Your task =>
A copy is needed of each line in the records that has the word "DuplicateTarget".

▬▬▬▬▬▬▬▬▬▬

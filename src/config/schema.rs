use crate::rule::{Guard, PatchRule, Scope};
use regex::Regex;
use serde::Deserialize;
use std::collections::HashSet;
use std::fmt;

fn default_true() -> bool {
    true
}

fn default_backup_suffix() -> String {
    ".orig".to_string()
}

#[derive(Debug, Deserialize, Default, Clone)]
pub struct PatchManifest {
    #[serde(default)]
    pub meta: Metadata,
    #[serde(default)]
    pub targets: Vec<TargetDefinition>,
}

impl PatchManifest {
    pub fn validate(&self) -> Result<(), ValidationError> {
        let mut issues = Vec::new();

        if self.targets.is_empty() {
            issues.push(ValidationIssue::EmptyTargetList);
        }

        if self.meta.backup_suffix.trim().is_empty() {
            issues.push(ValidationIssue::InvalidCombo {
                file: None,
                message: "meta.backup_suffix must not be empty".to_string(),
            });
        }

        let mut seen = HashSet::new();
        for target in &self.targets {
            if target.file.trim().is_empty() {
                issues.push(ValidationIssue::MissingField {
                    file: None,
                    field: "file",
                });
                continue;
            }
            if !seen.insert(target.file.as_str()) {
                issues.push(ValidationIssue::DuplicateTarget {
                    file: target.file.clone(),
                });
            }

            for (index, rule) in target.rules.iter().enumerate() {
                rule.validate_into(&target.file, index, &mut issues);
            }
        }

        if issues.is_empty() {
            Ok(())
        } else {
            Err(ValidationError { issues })
        }
    }
}

#[derive(Debug, Deserialize, Clone)]
pub struct Metadata {
    #[serde(default)]
    pub name: String,
    #[serde(default)]
    pub description: Option<String>,
    /// Resolve target files against the workspace root (and guard them)
    #[serde(default = "default_true")]
    pub workspace_relative: bool,
    /// Suffix for pre-patch copies written by `apply --backup`
    #[serde(default = "default_backup_suffix")]
    pub backup_suffix: String,
}

impl Default for Metadata {
    fn default() -> Self {
        Self {
            name: String::new(),
            description: None,
            workspace_relative: true,
            backup_suffix: default_backup_suffix(),
        }
    }
}

#[derive(Debug, Deserialize, Clone)]
pub struct TargetDefinition {
    pub file: String,
    #[serde(default)]
    pub rules: Vec<RuleDefinition>,
}

impl TargetDefinition {
    /// Compile this target's rules in declaration order.
    ///
    /// Manifests loaded through the loader are already validated, so this
    /// only fails for hand-built definitions.
    pub fn compile_rules(&self) -> Result<Vec<PatchRule>, RuleCompileError> {
        self.rules
            .iter()
            .enumerate()
            .map(|(index, rule)| {
                rule.compile().map_err(|message| RuleCompileError {
                    file: self.file.clone(),
                    index,
                    message,
                })
            })
            .collect()
    }
}

#[derive(Debug, Deserialize, Clone, Copy, PartialEq, Eq)]
#[serde(rename_all = "kebab-case")]
pub enum RuleKind {
    Literal,
    Regex,
}

impl fmt::Display for RuleKind {
    fn fmt(&self, f: &mut fmt::Formatter<'_>) -> fmt::Result {
        match self {
            RuleKind::Literal => write!(f, "literal"),
            RuleKind::Regex => write!(f, "regex"),
        }
    }
}

#[derive(Debug, Deserialize, Clone)]
pub struct RuleDefinition {
    #[serde(rename = "type")]
    pub kind: RuleKind,
    /// Literal rules: exact substring
    #[serde(default)]
    pub search: Option<String>,
    /// Regex rules: pattern
    #[serde(default)]
    pub pattern: Option<String>,
    pub replace: String,
    /// Regex rules only
    #[serde(default)]
    pub scope: Option<Scope>,
    #[serde(default)]
    pub unless_contains: Vec<String>,
    #[serde(default)]
    pub only_if_contains: Vec<String>,
}

impl RuleDefinition {
    fn validate_into(&self, file: &str, index: usize, issues: &mut Vec<ValidationIssue>) {
        let file = Some(file.to_string());
        match self.kind {
            RuleKind::Literal => {
                if self.search.as_deref().unwrap_or("").is_empty() {
                    issues.push(ValidationIssue::MissingField {
                        file: file.clone(),
                        field: "rules.search",
                    });
                }
                if self.pattern.is_some() {
                    issues.push(ValidationIssue::InvalidCombo {
                        file: file.clone(),
                        message: format!("rule {index}: literal rule cannot have a pattern"),
                    });
                }
                if self.scope == Some(Scope::First) {
                    issues.push(ValidationIssue::InvalidCombo {
                        file,
                        message: format!(
                            "rule {index}: scope = \"first\" is only supported on regex rules"
                        ),
                    });
                }
            }
            RuleKind::Regex => {
                match self.pattern.as_deref() {
                    None | Some("") => issues.push(ValidationIssue::MissingField {
                        file: file.clone(),
                        field: "rules.pattern",
                    }),
                    Some(pattern) => {
                        if let Err(e) = Regex::new(pattern) {
                            issues.push(ValidationIssue::InvalidRegex {
                                file: file.clone().unwrap_or_default(),
                                index,
                                message: e.to_string(),
                            });
                        }
                    }
                }
                if self.search.is_some() {
                    issues.push(ValidationIssue::InvalidCombo {
                        file,
                        message: format!("rule {index}: regex rule cannot have a search string"),
                    });
                }
            }
        }
    }

    /// Build the runtime rule.
    pub fn compile(&self) -> Result<PatchRule, String> {
        let guard = Guard {
            unless_contains: self.unless_contains.clone(),
            only_if_contains: self.only_if_contains.clone(),
        };

        let rule = match self.kind {
            RuleKind::Literal => {
                let search = self
                    .search
                    .as_deref()
                    .filter(|s| !s.is_empty())
                    .ok_or_else(|| "literal rule requires a non-empty search".to_string())?;
                PatchRule::literal(search, self.replace.clone())
            }
            RuleKind::Regex => {
                let pattern = self
                    .pattern
                    .as_deref()
                    .filter(|s| !s.is_empty())
                    .ok_or_else(|| "regex rule requires a pattern".to_string())?;
                PatchRule::regex(pattern, self.replace.clone(), self.scope.unwrap_or_default())
                    .map_err(|e| e.to_string())?
            }
        };

        Ok(rule.with_guard(guard))
    }
}

#[derive(Debug, Clone, PartialEq, Eq)]
pub struct RuleCompileError {
    pub file: String,
    pub index: usize,
    pub message: String,
}

impl fmt::Display for RuleCompileError {
    fn fmt(&self, f: &mut fmt::Formatter<'_>) -> fmt::Result {
        write!(f, "{} rule {}: {}", self.file, self.index, self.message)
    }
}

impl std::error::Error for RuleCompileError {}

#[derive(Debug, Clone)]
pub struct ValidationError {
    pub issues: Vec<ValidationIssue>,
}

impl fmt::Display for ValidationError {
    fn fmt(&self, f: &mut fmt::Formatter<'_>) -> fmt::Result {
        for (idx, issue) in self.issues.iter().enumerate() {
            if idx > 0 {
                writeln!(f)?;
            }
            write!(f, "{issue}")?;
        }
        Ok(())
    }
}

impl std::error::Error for ValidationError {}

#[derive(Debug, Clone, PartialEq, Eq)]
pub enum ValidationIssue {
    EmptyTargetList,
    MissingField {
        file: Option<String>,
        field: &'static str,
    },
    InvalidCombo {
        file: Option<String>,
        message: String,
    },
    InvalidRegex {
        file: String,
        index: usize,
        message: String,
    },
    DuplicateTarget {
        file: String,
    },
}

impl fmt::Display for ValidationIssue {
    fn fmt(&self, f: &mut fmt::Formatter<'_>) -> fmt::Result {
        match self {
            ValidationIssue::EmptyTargetList => write!(f, "patch manifest contains no targets"),
            ValidationIssue::MissingField { file, field } => match file {
                Some(file) => write!(f, "target '{file}' missing required field '{field}'"),
                None => write!(f, "target missing required field '{field}'"),
            },
            ValidationIssue::InvalidCombo { file, message } => match file {
                Some(file) => write!(f, "target '{file}' has invalid configuration: {message}"),
                None => write!(f, "invalid manifest configuration: {message}"),
            },
            ValidationIssue::InvalidRegex {
                file,
                index,
                message,
            } => write!(f, "target '{file}' rule {index} has an invalid regex: {message}"),
            ValidationIssue::DuplicateTarget { file } => {
                write!(f, "target '{file}' is listed more than once")
            }
        }
    }
}
pub mod applicator;
pub mod loader;
pub mod schema;

pub use applicator::{
    apply_manifest, apply_manifests, check_manifest, fingerprint, restore_manifest, BatchEntry,
    BatchOptions, BatchReport, BatchSummary, EntryStatus, JsonReport, RestoreResult,
};
pub use loader::{load_from_path, load_from_str, ConfigError};
pub use schema::{
    Metadata, PatchManifest, RuleCompileError, RuleDefinition, RuleKind, TargetDefinition,
    ValidationError, ValidationIssue,
};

▬▬▬▬▬▬▬▬▬▬

Solved exercise =>
                issues.push(ValidationIssue::DuplicateTarget {
    DuplicateTarget {
            ValidationIssue::DuplicateTarget { file } => {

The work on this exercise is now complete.